When I say elites push our societies toward contributing more of a carbon footprint to our shared planet, I review the Diderot Effect that makes sense to me about the interrelationship between a human being’s consumption of natural resources and services and her sense of social identity. Our identities are tied to our clothes, gadgets and even fengshui of our furniture. Any fiction writer will tell you if you know your character well enough, you’ll utter as your own the character’s taste for life via scene setting, dress code and self-expression. My visit to a fancy design center certainly gives me fantasy and imagination for my characters. But as a sustainability advocate, the expensive, fancy appliances of the design center make me grim about how we educate ourselves and future generations to lead a balanced life in responsible sourcing and consumption.

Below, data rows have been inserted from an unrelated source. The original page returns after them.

//! Lock types and error definitions

use chrono::{DateTime, Utc};
use serde::{Deserialize, Serialize};
use std::collections::{BTreeMap, BTreeSet};
use std::fmt;
use thiserror::Error;

/// Result type for lock operations
pub type LockResult<T> = std::result::Result<T, LockError>;

/// Opaque session token handed out by `StartSession`.
pub type SessionId = String;

/// Lock errors
#[derive(Error, Debug, Clone, PartialEq, Eq)]
pub enum LockError {
    /// The caller used the broker incorrectly (bad lockdict, policy violation,
    /// unknown session, ...). The broker keeps serving.
    #[error("Invalid request: {0}")]
    InvalidRequest(String),

    /// Broker state is no longer trustworthy. The broker stops serving.
    #[error("Internal lock broker error: {0}")]
    Internal(String),

    /// The broker is shutting down and no longer accepts requests.
    #[error("Lock broker is shutting down")]
    ShuttingDown,
}

impl LockError {
    /// Get error code for this lock error
    pub fn code(&self) -> &'static str {
        match self {
            Self::InvalidRequest(_) => "E100",
            Self::Internal(_) => "E900",
            Self::ShuttingDown => "E901",
        }
    }

    /// Whether the error was caused by the caller rather than the broker.
    pub fn is_client_error(&self) -> bool {
        matches!(self, Self::InvalidRequest(_))
    }

    pub(crate) fn invalid(message: impl Into<String>) -> Self {
        Self::InvalidRequest(message.into())
    }

    pub(crate) fn internal(message: impl Into<String>) -> Self {
        Self::Internal(message.into())
    }
}

/// Kind of lock. User locks must be acquired before node locks.
#[derive(Debug, Clone, Copy, PartialEq, Eq, Hash, PartialOrd, Ord, Serialize, Deserialize)]
#[serde(rename_all = "snake_case")]
pub enum LockKind {
    User,
    Node,
}

impl LockKind {
    /// Every lock kind, in acquisition order.
    pub const ALL: [LockKind; 2] = [LockKind::User, LockKind::Node];

    /// Convert to string representation
    pub fn as_str(&self) -> &'static str {
        match self {
            Self::User => "user",
            Self::Node => "node",
        }
    }

    /// Parse a wire-format kind name.
    pub fn parse(s: &str) -> Option<Self> {
        match s {
            "user" => Some(Self::User),
            "node" => Some(Self::Node),
            _ => None,
        }
    }
}

impl fmt::Display for LockKind {
    fn fmt(&self, f: &mut fmt::Formatter<'_>) -> fmt::Result {
        write!(f, "{}", self.as_str())
    }
}

/// Identity of a single lock.
#[derive(Debug, Clone, PartialEq, Eq, Hash, PartialOrd, Ord, Serialize, Deserialize)]
pub struct LockKey {
    pub kind: LockKind,
    pub name: String,
}

impl LockKey {
    pub fn new(kind: LockKind, name: impl Into<String>) -> Self {
        Self {
            kind,
            name: name.into(),
        }
    }
}

impl fmt::Display for LockKey {
    fn fmt(&self, f: &mut fmt::Formatter<'_>) -> fmt::Result {
        write!(f, "{}:{}", self.kind, self.name)
    }
}

/// Names of locks grouped by kind, used for a session's held and needed locks.
#[derive(Debug, Clone, Default, PartialEq, Eq, Serialize, Deserialize)]
pub struct LockSet {
    #[serde(default)]
    pub user: BTreeSet<String>,
    #[serde(default)]
    pub node: BTreeSet<String>,
}

impl LockSet {
    pub fn of(&self, kind: LockKind) -> &BTreeSet<String> {
        match kind {
            LockKind::User => &self.user,
            LockKind::Node => &self.node,
        }
    }

    pub fn of_mut(&mut self, kind: LockKind) -> &mut BTreeSet<String> {
        match kind {
            LockKind::User => &mut self.user,
            LockKind::Node => &mut self.node,
        }
    }

    pub fn contains(&self, kind: LockKind, name: &str) -> bool {
        self.of(kind).contains(name)
    }

    /// True when no names of either kind are present.
    pub fn is_empty(&self) -> bool {
        self.user.is_empty() && self.node.is_empty()
    }

    pub fn len(&self) -> usize {
        self.user.len() + self.node.len()
    }
}

impl fmt::Display for LockSet {
    fn fmt(&self, f: &mut fmt::Formatter<'_>) -> fmt::Result {
        write!(f, "{{user: {:?}, node: {:?}}}", self.user, self.node)
    }
}

/// A validated lock request: for each kind, a non-empty list of unique,
/// non-empty names.
///
/// On the wire this is a JSON object such as `{"user": ["bob"]}` or
/// `{"node": ["123", "456"]}`. Use [`LockDict::from_value`] to validate
/// untrusted input.
#[derive(Debug, Clone, Default, PartialEq, Eq, Serialize, Deserialize)]
#[serde(transparent)]
pub struct LockDict(BTreeMap<LockKind, Vec<String>>);

impl LockDict {
    /// Request for a list of user locks.
    pub fn users<I, S>(names: I) -> Self
    where
        I: IntoIterator<Item = S>,
        S: Into<String>,
    {
        Self::default().with(LockKind::User, names)
    }

    /// Request for a list of node locks.
    pub fn nodes<I, S>(names: I) -> Self
    where
        I: IntoIterator<Item = S>,
        S: Into<String>,
    {
        Self::default().with(LockKind::Node, names)
    }

    /// Add names of another kind (valid for release requests only).
    pub fn with<I, S>(mut self, kind: LockKind, names: I) -> Self
    where
        I: IntoIterator<Item = S>,
        S: Into<String>,
    {
        self.0
            .entry(kind)
            .or_default()
            .extend(names.into_iter().map(Into::into));
        self
    }

    /// Kinds named in the request.
    pub fn kinds(&self) -> impl Iterator<Item = LockKind> + '_ {
        self.0.keys().copied()
    }

    /// Every (kind, name) pair in request order.
    pub fn iter(&self) -> impl Iterator<Item = (LockKind, &str)> + '_ {
        self.0
            .iter()
            .flat_map(|(kind, names)| names.iter().map(move |name| (*kind, name.as_str())))
    }

    pub fn names(&self, kind: LockKind) -> &[String] {
        self.0.get(&kind).map(Vec::as_slice).unwrap_or(&[])
    }

    pub fn is_empty(&self) -> bool {
        self.0.values().all(Vec::is_empty)
    }

    pub(crate) fn from_map(map: BTreeMap<LockKind, Vec<String>>) -> Self {
        Self(map)
    }
}

impl fmt::Display for LockDict {
    fn fmt(&self, f: &mut fmt::Formatter<'_>) -> fmt::Result {
        let parts: Vec<String> = self
            .0
            .iter()
            .map(|(kind, names)| format!("{}: {:?}", kind, names))
            .collect();
        write!(f, "{{{}}}", parts.join(", "))
    }
}

/// Status of a single lock record.
#[derive(Debug, Clone, Default, PartialEq, Eq, Serialize, Deserialize)]
pub struct LockRecordStatus {
    /// Session currently holding the lock
    pub holder: Option<SessionId>,
    /// Sessions waiting for the lock, in grant order
    pub queue: Vec<SessionId>,
}

/// Status of a single session.
#[derive(Debug, Clone, Default, PartialEq, Eq, Serialize, Deserialize)]
pub struct SessionStatus {
    pub held_locks: LockSet,
    pub needed_locks: LockSet,
    /// False while an `AcquireLocks` call for this session is blocked
    pub gate_open: bool,
}

/// When a currently held lock was acquired.
#[derive(Debug, Clone, PartialEq, Eq, Serialize, Deserialize)]
pub struct LockTimeEntry {
    pub kind: LockKind,
    pub name: String,
    pub acquired_at: DateTime<Utc>,
}

/// Snapshot returned by `GetStatus`.
#[derive(Debug, Clone, Default, PartialEq, Eq, Serialize, Deserialize)]
pub struct BrokerStatus {
    /// Every lock record ever referenced, per kind
    pub locks: BTreeMap<LockKind, BTreeMap<String, LockRecordStatus>>,
    /// Every active session
    pub sessions: BTreeMap<SessionId, SessionStatus>,
    /// Held locks, longest-held first
    pub lock_times: Vec<LockTimeEntry>,
}

impl BrokerStatus {
    /// Look up a lock record.
    pub fn lock(&self, kind: LockKind, name: &str) -> Option<&LockRecordStatus> {
        self.locks.get(&kind).and_then(|records| records.get(name))
    }

    /// Look up a session.
    pub fn session(&self, session_id: &str) -> Option<&SessionStatus> {
        self.sessions.get(session_id)
    }
}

We have only seven years left to achieve the UN’s 2030 Agenda for sustainable development. How much can we confidently accomplish for the 2030 Agenda? This year, making COVID-19 manageable and covering financial losses from climate change could make headlines. And last year UN’s COP15 on biodiversity ended with a landmark agreement to halt and reverse nature loss, including putting 30 percent of the planet and 30 percent of degraded ecosystems under protection by 2030. It’s time to roll up our sleeves!